- _Problem requirements_
Take the entries below and print only the lines from the one with "assert_eq!(anomaly.interval_s, 1.0);" through the one with "impl Default for GatewayConfig", exactly as they stand, both ends included.
====== Information
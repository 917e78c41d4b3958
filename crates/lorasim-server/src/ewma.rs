//! Exponentially weighted inter-arrival statistics.
//!
//! Mean and mean deviation are smoothed the way TCP smooths round-trip
//! times. An interval further than `k` deviations from the mean is an
//! anomaly, once enough samples have been seen.

use lorasim_common::SimTime;
use serde::{Deserialize, Serialize};

/// Smoothing parameters.
#[derive(Debug, Clone, Copy, PartialEq, Serialize, Deserialize)]
#[serde(default)]
pub struct EwmaConfig {
    /// Gain of the mean.
    pub alpha: f64,
    /// Gain of the deviation.
    pub beta: f64,
    /// Deviations from the mean tolerated.
    pub k: f64,
    /// Intervals observed before anomalies are reported.
    pub warmup: u32,
}

impl Default for EwmaConfig {
    fn default() -> Self {
        EwmaConfig {
            alpha: 0.125,
            beta: 0.25,
            k: 4.0,
            warmup: 5,
        }
    }
}

/// An interval outside the tolerated band.
#[derive(Debug, Clone, Copy, PartialEq)]
pub struct Anomaly {
    /// Observed interval, seconds.
    pub interval_s: f64,
    /// Smoothed mean before this sample.
    pub expected_s: f64,
    /// Smoothed deviation before this sample.
    pub deviation_s: f64,
}

/// Per-device tracker.
#[derive(Debug, Clone)]
pub struct EwmaTracker {
    config: EwmaConfig,
    last_arrival: Option<SimTime>,
    mean_s: f64,
    deviation_s: f64,
    samples: u32,
}

impl EwmaTracker {
    /// Create an empty tracker.
    pub fn new(config: EwmaConfig) -> Self {
        EwmaTracker {
            config,
            last_arrival: None,
            mean_s: 0.0,
            deviation_s: 0.0,
            samples: 0,
        }
    }

    /// Record an arrival. Returns the interval since the previous one and
    /// an anomaly if the interval is out of band.
    pub fn observe(&mut self, now: SimTime) -> (Option<f64>, Option<Anomaly>) {
        let Some(last) = self.last_arrival.replace(now) else {
            return (None, None);
        };
        let interval = (now - last).as_secs_f64();
        self.samples += 1;
        if self.samples == 1 {
            self.mean_s = interval;
            self.deviation_s = interval / 2.0;
            return (Some(interval), None);
        }

        let error = (interval - self.mean_s).abs();
        let anomaly = (self.samples > self.config.warmup && error > self.config.k * self.deviation_s).then_some(
            Anomaly {
                interval_s: interval,
                expected_s: self.mean_s,
                deviation_s: self.deviation_s,
            },
        );
        self.deviation_s = (1.0 - self.config.beta) * self.deviation_s + self.config.beta * error;
        self.mean_s = (1.0 - self.config.alpha) * self.mean_s + self.config.alpha * interval;
        (Some(interval), anomaly)
    }

    /// Smoothed mean interval.
    pub fn mean_s(&self) -> f64 {
        self.mean_s
    }

    /// Smoothed mean deviation.
    pub fn deviation_s(&self) -> f64 {
        self.deviation_s
    }

    /// Intervals observed.
    pub fn samples(&self) -> u32 {
        self.samples
    }
}

#[cfg(test)]
mod tests {
    use super::*;

    fn feed(tracker: &mut EwmaTracker, times_s: &[f64]) -> Vec<Option<Anomaly>> {
        times_s
            .iter()
            .map(|&t| tracker.observe(SimTime::from_secs(t)).1)
            .collect()
    }

    #[test]
    fn test_first_interval_seeds_mean() {
        let mut tracker = EwmaTracker::new(EwmaConfig::default());
        assert_eq!(tracker.observe(SimTime::from_secs(10.0)), (None, None));
        assert_eq!(tracker.observe(SimTime::from_secs(70.0)), (Some(60.0), None));
        assert_eq!(tracker.mean_s(), 60.0);
        assert_eq!(tracker.deviation_s(), 30.0);
    }

    #[test]
    fn test_regular_traffic_then_burst() {
        let mut tracker = EwmaTracker::new(EwmaConfig::default());
        let regular: Vec<f64> = (0..20).map(|i| i as f64 * 60.0).collect();
        assert!(feed(&mut tracker, &regular).iter().all(Option::is_none));
        assert!((tracker.mean_s() - 60.0).abs() < 1e-9);

        // A packet 1 s after the previous one is far outside the band.
        let anomaly = tracker.observe(SimTime::from_secs(19.0 * 60.0 + 1.0)).1.unwrap();
        assert_eq!(anomaly.interval_s, 1.0);
        assert!((anomaly.expected_s - 60.0).abs() < 1e-9);
    }

    #[test]
    fn test_no_anomaly_during_warmup() {
        let mut tracker = EwmaTracker::new(EwmaConfig::default());
        // Intervals 60, 60, 1, 60, 1: only 5 samples, warm-up not over.
        let out = feed(&mut tracker, &[0.0, 60.0, 120.0, 121.0, 181.0, 182.0]);
        assert!(out.iter().all(Option::is_none));
        assert_eq!(tracker.samples(), 5);
    }
}
//! Gateway node: radio plus packet forwarder.

use lorasim_common::{
    DownlinkRequestEvent, Entity, EntityId, Event, EventPayload, FrameKind, SimContext, SimError, SimTime,
    UplinkForwardedEvent,
};
use lorasim_metrics::{metric_defs, metrics, MetricLabels};
use lorasim_phy::{GatewayPhy, GatewayPhyConfig, LoraTxParams, PhyTimer, SignalId, TIMER_MAC_BASE};
use serde::{Deserialize, Serialize};
use std::collections::BTreeMap;
use tracing::{debug, warn};

const TIMER_DOWNLINK: u64 = TIMER_MAC_BASE;

/// Gateway MAC configuration.
#[derive(Debug, Clone, PartialEq, Serialize, Deserialize)]
#[serde(default)]
pub struct GatewayConfig {
    /// Highest downlink transmit power in dBm.
    pub max_tx_power_dbm: f64,
}

impl Default for GatewayConfig {
    fn default() -> Self {
        GatewayConfig { max_tx_power_dbm: 27.0 }
    }
}

/// Gateway entity.
pub struct Gateway {
    id: EntityId,
    phy: GatewayPhy,
    config: GatewayConfig,
    network_server: EntityId,
    /// Downlinks waiting for their transmit time, by `(send_at, seq)`.
    downlinks: BTreeMap<(SimTime, u64), DownlinkRequestEvent>,
    next_seq: u64,
    metric_labels: MetricLabels,
}

impl Gateway {
    /// Create a gateway forwarding to `network_server`.
    pub fn new(
        id: EntityId,
        channel: EntityId,
        network_server: EntityId,
        config: GatewayConfig,
        phy_config: GatewayPhyConfig,
        metric_labels: MetricLabels,
    ) -> Self {
        Gateway {
            id,
            phy: GatewayPhy::new(id, channel, phy_config, metric_labels.clone()),
            config,
            network_server,
            downlinks: BTreeMap::new(),
            next_seq: 0,
            metric_labels,
        }
    }

    /// Entity id.
    pub fn id(&self) -> EntityId {
        self.id
    }

    /// The radio.
    pub fn phy(&self) -> &GatewayPhy {
        &self.phy
    }

    /// Downlinks accepted but not yet on air.
    pub fn queued_downlinks(&self) -> usize {
        self.downlinks.len()
    }

    fn on_reception_end(&mut self, signal: SignalId, ctx: &mut SimContext) {
        let Some(received) = self.phy.end_receive(signal, ctx) else {
            return;
        };
        if received.frame.kind != FrameKind::Uplink {
            return;
        }
        debug!(
            gateway = %self.id,
            device = %received.frame.source,
            packet_id = received.frame.packet_id,
            "forwarding uplink"
        );
        metrics::counter!(metric_defs::GATEWAY_FORWARDED.name, &self.metric_labels.to_labels()).increment(1);
        ctx.post_immediate(
            vec![self.network_server],
            EventPayload::UplinkForwarded(UplinkForwardedEvent {
                gateway: self.id,
                frame: received.frame,
                tag: received.tag,
                rx_power_dbm: received.rx_power_dbm,
                sinr_db: received.sinr_db,
                end_time: received.end,
            }),
        );
    }

    fn queue_downlink(&mut self, request: &DownlinkRequestEvent, ctx: &mut SimContext) {
        if request.send_at < ctx.time() {
            warn!(gateway = %self.id, device = %request.device, "downlink requested in the past, dropped");
            return;
        }
        self.downlinks.insert((request.send_at, self.next_seq), request.clone());
        self.next_seq += 1;
        ctx.post_at(request.send_at, vec![self.id], EventPayload::Timer { timer_id: TIMER_DOWNLINK });
    }

    fn send_due_downlinks(&mut self, ctx: &mut SimContext) {
        let now = ctx.time();
        while let Some(entry) = self.downlinks.first_entry() {
            if entry.key().0 > now {
                break;
            }
            let request = entry.remove();
            let params = LoraTxParams::with_sf(request.spreading_factor);
            let tx_power_dbm = request.tx_power_dbm.min(self.config.max_tx_power_dbm);
            self.phy.send(request.frame, &params, request.frequency_hz, tx_power_dbm, ctx);
        }
    }
}

impl Entity for Gateway {
    fn entity_id(&self) -> EntityId {
        self.id
    }

    fn handle_event(&mut self, event: &Event, ctx: &mut SimContext) -> Result<(), SimError> {
        match &event.payload {
            EventPayload::ReceiveAir(rx) => self.phy.start_receive(rx, ctx),
            EventPayload::DownlinkRequest(request) => self.queue_downlink(request, ctx),
            EventPayload::Timer { timer_id } => match PhyTimer::decode(*timer_id) {
                Some(PhyTimer::RxEnd(signal)) => self.on_reception_end(signal, ctx),
                Some(PhyTimer::TxDone) => self.phy.tx_done(ctx),
                None if *timer_id == TIMER_DOWNLINK => self.send_due_downlinks(ctx),
                None => {}
            },
            _ => {}
        }
        Ok(())
    }
}

#[cfg(test)]
mod tests {
    use super::*;
    use lorasim_common::{EventId, LoraFrame, NodeRole, PacketTag, ReceiveAirEvent};

    const GW: EntityId = EntityId(4);
    const SERVER: EntityId = EntityId(2);
    const F1: u32 = 868_100_000;

    fn gateway() -> Gateway {
        Gateway::new(
            GW,
            EntityId(1),
            SERVER,
            GatewayConfig::default(),
            GatewayPhyConfig::default(),
            MetricLabels::new("gw-0", "gateway"),
        )
    }

    fn event(payload: EventPayload) -> Event {
        Event {
            id: EventId(0),
            time: SimTime::ZERO,
            source: GW,
            targets: vec![GW],
            payload,
        }
    }

    fn frame(kind: FrameKind, packet_id: u64) -> LoraFrame {
        LoraFrame {
            packet_id,
            kind,
            source: EntityId(10),
            destination: None,
            size_bytes: 33,
            needs_ack: true,
            tx_attempt: 1,
            ack_for: None,
        }
    }

    fn uplink(kind: FrameKind) -> ReceiveAirEvent {
        ReceiveAirEvent {
            frame: frame(kind, 1),
            tag: PacketTag {
                spreading_factor: 7,
                frequency_hz: F1,
                preamble_s: 0.0125,
                sender: EntityId(10),
                sender_role: NodeRole::EndDevice,
                tx_power_dbm: 14.0,
                packet_id: 1,
            },
            rx_power_dbm: -100.0,
            duration: SimTime::from_millis(70),
        }
    }

    #[test]
    fn test_forwards_received_uplink_to_server() {
        let mut gw = gateway();
        let mut ctx = SimContext::new(1);
        gw.handle_event(&event(EventPayload::ReceiveAir(uplink(FrameKind::Uplink))), &mut ctx)
            .unwrap();
        let end = ctx.take_pending_events().remove(0);
        ctx.set_time(end.time);
        gw.handle_event(&end, &mut ctx).unwrap();

        let forwarded = ctx.take_pending_events();
        assert_eq!(forwarded.len(), 1);
        assert_eq!(forwarded[0].targets, vec![SERVER]);
        let EventPayload::UplinkForwarded(up) = &forwarded[0].payload else {
            panic!("expected UplinkForwarded");
        };
        assert_eq!(up.gateway, GW);
        assert_eq!(up.end_time, SimTime::from_millis(70));
    }

    #[test]
    fn test_jamming_frames_are_not_forwarded() {
        let mut gw = gateway();
        let mut ctx = SimContext::new(1);
        gw.handle_event(&event(EventPayload::ReceiveAir(uplink(FrameKind::Jamming))), &mut ctx)
            .unwrap();
        let end = ctx.take_pending_events().remove(0);
        ctx.set_time(end.time);
        gw.handle_event(&end, &mut ctx).unwrap();
        assert!(ctx.take_pending_events().is_empty());
    }

    #[test]
    fn test_downlink_sent_at_requested_time() {
        let mut gw = gateway();
        let mut ctx = SimContext::new(1);
        let send_at = SimTime::from_secs(1.5);
        let request = DownlinkRequestEvent {
            device: EntityId(10),
            frame: frame(FrameKind::Ack, 7),
            send_at,
            frequency_hz: F1,
            spreading_factor: 7,
            tx_power_dbm: 14.0,
            window: 1,
        };
        gw.handle_event(&event(EventPayload::DownlinkRequest(request)), &mut ctx)
            .unwrap();
        assert_eq!(gw.queued_downlinks(), 1);
        let timer = ctx.take_pending_events().remove(0);
        assert_eq!(timer.time, send_at);

        ctx.set_time(send_at);
        gw.handle_event(&timer, &mut ctx).unwrap();
        assert_eq!(gw.queued_downlinks(), 0);
        assert!(gw.phy().is_transmitting(send_at));
        let sent = ctx.take_notifications();
        assert_eq!(sent[0].notification.kind(), "start_sending");
    }
}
============
- _Finished task_
        assert_eq!(anomaly.interval_s, 1.0);
        assert!((anomaly.expected_s - 60.0).abs() < 1e-9);
    }

    #[test]
    fn test_no_anomaly_during_warmup() {
        let mut tracker = EwmaTracker::new(EwmaConfig::default());
        // Intervals 60, 60, 1, 60, 1: only 5 samples, warm-up not over.
        let out = feed(&mut tracker, &[0.0, 60.0, 120.0, 121.0, 181.0, 182.0]);
        assert!(out.iter().all(Option::is_none));
        assert_eq!(tracker.samples(), 5);
    }
}
//! Gateway node: radio plus packet forwarder.

use lorasim_common::{
    DownlinkRequestEvent, Entity, EntityId, Event, EventPayload, FrameKind, SimContext, SimError, SimTime,
    UplinkForwardedEvent,
};
use lorasim_metrics::{metric_defs, metrics, MetricLabels};
use lorasim_phy::{GatewayPhy, GatewayPhyConfig, LoraTxParams, PhyTimer, SignalId, TIMER_MAC_BASE};
use serde::{Deserialize, Serialize};
use std::collections::BTreeMap;
use tracing::{debug, warn};

const TIMER_DOWNLINK: u64 = TIMER_MAC_BASE;

/// Gateway MAC configuration.
#[derive(Debug, Clone, PartialEq, Serialize, Deserialize)]
#[serde(default)]
pub struct GatewayConfig {
    /// Highest downlink transmit power in dBm.
    pub max_tx_power_dbm: f64,
}

impl Default for GatewayConfig {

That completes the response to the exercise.